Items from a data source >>
★ ★ ★

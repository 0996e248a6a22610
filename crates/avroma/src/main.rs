//! avroma command line
//!
//! ```bash
//! # Consume the configured topics, one JSON line per decoded message
//! avroma run --config avroma.yaml
//!
//! # Decode a single Confluent frame offline
//! avroma decode --schema user.avsc --hex 0000000001...
//!
//! # Check a config file without connecting anywhere
//! avroma validate --config avroma.yaml
//! ```

use anyhow::{Context, Result};
use avroma::{
    AvromaConfig, DecodePipeline, DecodedMessage, ExternalRegistry, RawMessage, SchemaCache,
    SchemaDefinition, StaticRegistry,
};
use clap::{Parser, Subcommand};
use std::path::{Path, PathBuf};
use std::sync::Arc;
use tracing::{info, warn};
use tracing_subscriber::{layer::SubscriberExt, util::SubscriberInitExt, EnvFilter};

#[derive(Parser)]
#[command(name = "avroma")]
#[command(
    author,
    version,
    about = "Decode Confluent-framed Avro messages from Kafka"
)]
#[command(propagate_version = true)]
struct Cli {
    #[command(subcommand)]
    command: Commands,

    /// Enable debug logging
    #[arg(short, long, global = true)]
    verbose: bool,
}

#[derive(Subcommand)]
enum Commands {
    /// Consume and print decoded messages until Ctrl+C
    Run {
        /// Configuration file
        #[arg(short, long, default_value = "avroma.yaml")]
        config: PathBuf,
    },

    /// Decode one framed message with a local schema file
    Decode {
        /// Avro schema file (.avsc)
        #[arg(short, long)]
        schema: PathBuf,

        /// Framed message as hex
        #[arg(long)]
        hex: String,

        /// Topic name to report in the output
        #[arg(long, default_value = "-")]
        topic: String,
    },

    /// Validate a configuration file
    Validate {
        #[arg(short, long, default_value = "avroma.yaml")]
        config: PathBuf,
    },
}

#[tokio::main]
async fn main() -> Result<()> {
    let cli = Cli::parse();

    match cli.command {
        Commands::Run { config } => {
            let config = AvromaConfig::from_file(&config)?;
            init_logging(cli.verbose || config.consumer.verbose);
            run(config).await
        }
        Commands::Decode { schema, hex, topic } => {
            init_logging(cli.verbose);
            decode(&schema, &hex, topic).await
        }
        Commands::Validate { config } => {
            init_logging(cli.verbose);
            let parsed = AvromaConfig::from_file(&config)?;
            println!("Configuration is valid");
            println!("  Brokers: {:?}", parsed.kafka.brokers);
            println!("  Topics: {:?}", parsed.kafka.topics);
            println!("  Group: {}", parsed.kafka.group);
            println!("  Registry: {}", parsed.registry.url);
            Ok(())
        }
    }
}

fn init_logging(verbose: bool) {
    let filter = if verbose {
        EnvFilter::new("debug")
    } else {
        EnvFilter::try_from_default_env().unwrap_or_else(|_| EnvFilter::new("info"))
    };

    tracing_subscriber::registry()
        .with(filter)
        .with(
            tracing_subscriber::fmt::layer()
                .with_target(true)
                .with_writer(std::io::stderr),
        )
        .init();
}

#[cfg(feature = "kafka")]
async fn run(config: AvromaConfig) -> Result<()> {
    use avroma::{Consumer, MessageHandler};

    info!("Starting avroma consumer");
    info!(brokers = ?config.kafka.brokers, topics = ?config.kafka.topics, "Kafka");

    // Connectivity probe; some registries restrict /subjects, so only warn
    let registry = ExternalRegistry::new(&config.registry)?;
    if let Err(e) = registry.list_subjects().await {
        warn!(url = %registry.base_url(), error = %e, "Schema registry probe failed");
    }

    let consumer = Consumer::from_config(&config)?;

    let shutdown = consumer.shutdown_token();
    tokio::spawn(async move {
        if tokio::signal::ctrl_c().await.is_ok() {
            info!("Received shutdown signal");
            shutdown.cancel();
        }
    });

    let handler: Arc<dyn MessageHandler> = Arc::new(print_message);
    let reports = consumer.run_kafka(&config.kafka, handler).await?;

    for report in &reports {
        info!(
            topic = %report.topic,
            partition = report.partition,
            delivered = report.delivered,
            skipped = report.skipped,
            marked_offset = ?report.marked_offset,
            "Partition summary"
        );
    }
    info!(cached_schemas = consumer.cache().len(), "avroma stopped");
    Ok(())
}

#[cfg(not(feature = "kafka"))]
async fn run(_config: AvromaConfig) -> Result<()> {
    anyhow::bail!("avroma was built without the `kafka` feature")
}

fn print_message(msg: DecodedMessage) -> Result<()> {
    println!("{}", serde_json::to_string(&msg)?);
    Ok(())
}

async fn decode(schema_path: &Path, frame_hex: &str, topic: String) -> Result<()> {
    let schema = std::fs::read_to_string(schema_path)
        .with_context(|| format!("Failed to read schema file {}", schema_path.display()))?;
    let frame = hex::decode(frame_hex.trim()).context("Frame is not valid hex")?;

    let (schema_id, _) = avroma::wire::parse_header(&frame)?;
    let registry = StaticRegistry::new().with_schema(schema_id, SchemaDefinition::from(schema));
    let pipeline = DecodePipeline::new(Arc::new(SchemaCache::new()), Arc::new(registry));

    let decoded = pipeline.decode(&RawMessage::new(topic, 0, 0, frame)).await?;
    print_message(decoded)
}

★ ★ ★

THE PROBLEM >>
What is needed is every line from the data above that includes the string "ExternalRegistry", copied out.

FINISHED TASK >>
    AvromaConfig, DecodePipeline, DecodedMessage, ExternalRegistry, RawMessage, SchemaCache,
    let registry = ExternalRegistry::new(&config.registry)?;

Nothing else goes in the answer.